//! Ordered inbound message processing.
//!
//! One pump task per replica drains the channel's event stream. Each
//! message's decode and apply completes (or fails) before the next message
//! is taken, so updates apply in arrival order no matter how long a decode
//! suspends on reference resolution. A failure is confined to its message;
//! the chain continues.

use std::sync::Arc;
use tokio::sync::mpsc;
use tokio::task::JoinHandle;
use tracing::{debug, error};

use commsync_proto::WireMessage;

use crate::channel::ChannelEvent;
use crate::replica::Replica;

pub(crate) fn spawn_pump(
    replica: Arc<Replica>,
    mut events: mpsc::UnboundedReceiver<ChannelEvent>,
) -> JoinHandle<()> {
    tokio::spawn(async move {
        while let Some(event) = events.recv().await {
            match event {
                ChannelEvent::Message { data, buffers } => {
                    let message = match WireMessage::from_json(data) {
                        Ok(message) => message,
                        Err(e) => {
                            error!(replica = %replica.id(), error = %e, "rejecting message");
                            continue;
                        }
                    };
                    match message {
                        WireMessage::Update {
                            state,
                            buffer_paths,
                        } => {
                            if let Err(e) =
                                replica.apply_update(state, &buffer_paths, buffers).await
                            {
                                error!(
                                    replica = %replica.id(),
                                    error = %e,
                                    "dropping update message"
                                );
                            }
                        }
                        WireMessage::Custom { content } => {
                            replica.handle_custom(content, buffers);
                        }
                    }
                }
                ChannelEvent::Status(status) => replica.handle_status(status).await,
                ChannelEvent::Closed => {
                    debug!(replica = %replica.id(), "channel closed, stopping pump");
                    replica.close_from_channel().await;
                    break;
                }
            }
        }
    })
}
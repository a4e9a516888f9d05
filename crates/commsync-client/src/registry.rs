//! Replica lookup and lifecycle registry.
//!
//! The registry is the lookup capability behind reference resolution:
//! resolving an id may await a replica whose construction is still in
//! flight. Slots are either ready (a live replica) or pending (waiters
//! queued until fulfillment).

use async_trait::async_trait;
use std::collections::{BTreeMap, HashMap};
use std::sync::Arc;
use tokio::sync::{mpsc, oneshot, Mutex};
use tracing::debug;

use commsync_proto::ReplicaId;

use crate::channel::{Channel, ChannelEvent};
use crate::config::{RegistryConfig, SyncConfig};
use crate::error::SyncError;
use crate::replica::Replica;
use crate::schema::SchemaSet;
use crate::value::Value;

/// Lookup capability used by reference resolution.
#[async_trait]
pub trait Registry: Send + Sync {
    /// Resolve an id to its live replica, awaiting construction if one is
    /// in progress.
    async fn resolve(&self, id: &ReplicaId) -> Result<Arc<Replica>, SyncError>;
}

enum Slot {
    Ready(Arc<Replica>),
    Pending(Vec<oneshot::Sender<Arc<Replica>>>),
}

/// The in-process replica registry.
///
/// Owns the variant schema set and tracks every replica by id. Remote
/// construction is modeled with pending slots: [`ModelRegistry::begin_remote`]
/// opens one, [`ModelRegistry::insert`] fulfills it and wakes all waiters.
pub struct ModelRegistry {
    config: RegistryConfig,
    sync_config: SyncConfig,
    schemas: SchemaSet,
    slots: Mutex<HashMap<ReplicaId, Slot>>,
}

impl ModelRegistry {
    /// Create a registry with default per-replica sync options.
    pub fn new(schemas: SchemaSet, config: RegistryConfig) -> Arc<Self> {
        Self::with_sync_config(schemas, config, SyncConfig::default())
    }

    /// Create a registry applying `sync_config` to every replica it builds.
    pub fn with_sync_config(
        schemas: SchemaSet,
        config: RegistryConfig,
        sync_config: SyncConfig,
    ) -> Arc<Self> {
        Arc::new(Self {
            config,
            sync_config,
            schemas,
            slots: Mutex::new(HashMap::new()),
        })
    }

    /// The variant schema set this registry dispatches on.
    pub fn schemas(&self) -> &SchemaSet {
        &self.schemas
    }

    /// Register a replica, fulfilling any pending waiters for its id.
    pub async fn insert(&self, replica: Arc<Replica>) {
        let mut slots = self.slots.lock().await;
        if let Some(Slot::Pending(waiters)) = slots.insert(
            replica.id().clone(),
            Slot::Ready(replica.clone()),
        ) {
            debug!(replica = %replica.id(), waiters = waiters.len(), "fulfilling pending slot");
            for waiter in waiters {
                let _ = waiter.send(replica.clone());
            }
        }
    }

    /// Mark an id as under construction so resolvers wait instead of
    /// failing. A no-op if the id already has a slot.
    pub async fn begin_remote(&self, id: ReplicaId) {
        let mut slots = self.slots.lock().await;
        slots.entry(id).or_insert_with(|| Slot::Pending(Vec::new()));
    }

    /// The replica registered under `id`, if construction has completed.
    pub async fn get(&self, id: &ReplicaId) -> Option<Arc<Replica>> {
        match self.slots.lock().await.get(id) {
            Some(Slot::Ready(replica)) => Some(replica.clone()),
            _ => None,
        }
    }

    /// Drop the slot for `id`. Waiters on a pending slot observe failure.
    pub async fn remove(&self, id: &ReplicaId) -> Option<Arc<Replica>> {
        match self.slots.lock().await.remove(id) {
            Some(Slot::Ready(replica)) => Some(replica),
            _ => None,
        }
    }

    /// Number of ready replicas.
    pub async fn len(&self) -> usize {
        self.slots
            .lock()
            .await
            .values()
            .filter(|slot| matches!(slot, Slot::Ready(_)))
            .count()
    }

    /// Whether no replica is ready.
    pub async fn is_empty(&self) -> bool {
        self.len().await == 0
    }

    /// Build a replica bound to this registry, without registering it.
    pub fn build_replica(self: &Arc<Self>, id: ReplicaId, variant: &str) -> Arc<Replica> {
        self.build_replica_with(id, variant, BTreeMap::new())
    }

    /// Build a replica with initial attribute values layered over the
    /// variant defaults.
    pub fn build_replica_with(
        self: &Arc<Self>,
        id: ReplicaId,
        variant: &str,
        initial: BTreeMap<String, Value>,
    ) -> Arc<Replica> {
        let registry: Arc<dyn Registry> = self.clone();
        Replica::new(
            id,
            variant,
            self.schemas.get(variant),
            Arc::downgrade(&registry),
            self.sync_config.clone(),
            initial,
        )
    }

    /// Create a replica locally over an already-open channel.
    ///
    /// The replica is attached, registered, and announces its whole state
    /// with a `create` flush.
    pub async fn create_local(
        self: &Arc<Self>,
        variant: &str,
        channel: Arc<dyn Channel>,
        events: mpsc::UnboundedReceiver<ChannelEvent>,
        initial: BTreeMap<String, Value>,
    ) -> Result<Arc<Replica>, SyncError> {
        let replica = self.build_replica_with(ReplicaId::random(), variant, initial);
        replica.attach(channel, events).await;
        self.insert(replica.clone()).await;
        replica.announce().await?;
        Ok(replica)
    }

    /// Adopt a remotely constructed replica: build it with the kernel's id
    /// and initial state, attach it, and fulfill any pending waiters.
    pub async fn adopt_remote(
        self: &Arc<Self>,
        id: ReplicaId,
        variant: &str,
        channel: Arc<dyn Channel>,
        events: mpsc::UnboundedReceiver<ChannelEvent>,
        initial: BTreeMap<String, Value>,
    ) -> Arc<Replica> {
        let replica = self.build_replica_with(id, variant, initial);
        replica.attach(channel, events).await;
        self.insert(replica.clone()).await;
        replica
    }
}

#[async_trait]
impl Registry for ModelRegistry {
    async fn resolve(&self, id: &ReplicaId) -> Result<Arc<Replica>, SyncError> {
        let rx = {
            let mut slots = self.slots.lock().await;
            match slots.get_mut(id) {
                Some(Slot::Ready(replica)) => return Ok(replica.clone()),
                Some(Slot::Pending(waiters)) => {
                    let (tx, rx) = oneshot::channel();
                    waiters.push(tx);
                    rx
                }
                None if self.config.strict => {
                    return Err(SyncError::UnknownReplica { id: id.clone() })
                }
                None => {
                    let (tx, rx) = oneshot::channel();
                    slots.insert(id.clone(), Slot::Pending(vec![tx]));
                    rx
                }
            }
        };
        rx.await
            .map_err(|_| SyncError::UnknownReplica { id: id.clone() })
    }
}
//! Buffer extraction codec.
//!
//! The wire protocol never embeds binary data in the structured JSON tree.
//! [`remove_buffers`] splits a state tree into (tree without binaries, list
//! of paths, list of payloads); [`put_buffers`] is its inverse. Binary map
//! entries are removed from the tree, binary sequence slots become `null` so
//! sibling indices stay valid. Paths are recorded in one deterministic
//! depth-first walk, so identical input yields identical path order.

use bytes::Bytes;
use std::collections::BTreeMap;

use commsync_proto::{BufferPath, PathSeg, ProtoError};

use crate::error::SyncError;
use crate::value::{self, Value};

/// Split a state map into its structured JSON tree, buffer paths, and
/// binary payloads.
pub fn remove_buffers(
    state: &BTreeMap<String, Value>,
) -> Result<(serde_json::Value, Vec<BufferPath>, Vec<Bytes>), SyncError> {
    let mut paths = Vec::new();
    let mut payloads = Vec::new();
    let mut tree = serde_json::Map::new();
    for (name, val) in state {
        let path = BufferPath::root().child(name.as_str());
        if let Some(json) = extract(val, &path, &mut paths, &mut payloads)? {
            tree.insert(name.clone(), json);
        }
    }
    Ok((serde_json::Value::Object(tree), paths, payloads))
}

fn extract(
    value: &Value,
    path: &BufferPath,
    paths: &mut Vec<BufferPath>,
    payloads: &mut Vec<Bytes>,
) -> Result<Option<serde_json::Value>, SyncError> {
    match value {
        Value::Binary(payload) => {
            paths.push(path.clone());
            payloads.push(payload.clone());
            Ok(None)
        }
        Value::Seq(items) => {
            let mut out = Vec::with_capacity(items.len());
            for (i, item) in items.iter().enumerate() {
                match extract(item, &path.child(i), paths, payloads)? {
                    Some(json) => out.push(json),
                    // Keep the slot so sibling indices survive extraction.
                    None => out.push(serde_json::Value::Null),
                }
            }
            Ok(Some(serde_json::Value::Array(out)))
        }
        Value::Map(map) => {
            let mut out = serde_json::Map::new();
            for (k, v) in map {
                if let Some(json) = extract(v, &path.child(k.as_str()), paths, payloads)? {
                    out.insert(k.clone(), json);
                }
            }
            Ok(Some(serde_json::Value::Object(out)))
        }
        scalar => value::to_json(scalar).map(Some),
    }
}

/// Reinsert binary payloads into a structured tree at their declared paths,
/// in list order, yielding the reassembled state map.
pub fn put_buffers(
    state: serde_json::Value,
    paths: &[BufferPath],
    payloads: Vec<Bytes>,
) -> Result<BTreeMap<String, Value>, SyncError> {
    if paths.len() != payloads.len() {
        return Err(SyncError::BufferCount {
            expected: paths.len(),
            got: payloads.len(),
        });
    }
    let mut root = match value::from_json(state) {
        Value::Map(map) => Value::Map(map),
        other => {
            return Err(SyncError::Decode {
                msg: format!("state root must be a mapping, got {other:?}"),
            })
        }
    };
    for (path, payload) in paths.iter().zip(payloads) {
        insert_at(&mut root, path, payload)?;
    }
    match root {
        Value::Map(map) => Ok(map),
        _ => unreachable!("root container cannot change shape"),
    }
}

fn insert_at(root: &mut Value, path: &BufferPath, payload: Bytes) -> Result<(), SyncError> {
    let bad = |msg: &str| {
        SyncError::Proto(ProtoError::BadPath {
            path: path.to_string(),
            msg: msg.to_string(),
        })
    };
    let (last, init) = path
        .segments()
        .split_last()
        .ok_or_else(|| bad("empty path"))?;
    let mut cursor = root;
    for seg in init {
        cursor = match (cursor, seg) {
            (Value::Map(map), PathSeg::Key(key)) => {
                map.get_mut(key).ok_or_else(|| bad("missing key"))?
            }
            (Value::Seq(items), PathSeg::Index(i)) => {
                items.get_mut(*i).ok_or_else(|| bad("index out of bounds"))?
            }
            _ => return Err(bad("segment does not match container shape")),
        };
    }
    match (cursor, last) {
        (Value::Map(map), PathSeg::Key(key)) => {
            map.insert(key.clone(), Value::Binary(payload));
            Ok(())
        }
        (Value::Seq(items), PathSeg::Index(i)) => {
            let slot = items.get_mut(*i).ok_or_else(|| bad("index out of bounds"))?;
            *slot = Value::Binary(payload);
            Ok(())
        }
        _ => Err(bad("segment does not match container shape")),
    }
}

*TASK TO CARRY OUT*: Look at the entries above. Say how many lines have the word "list", and give only the number.

*REPLY*: 3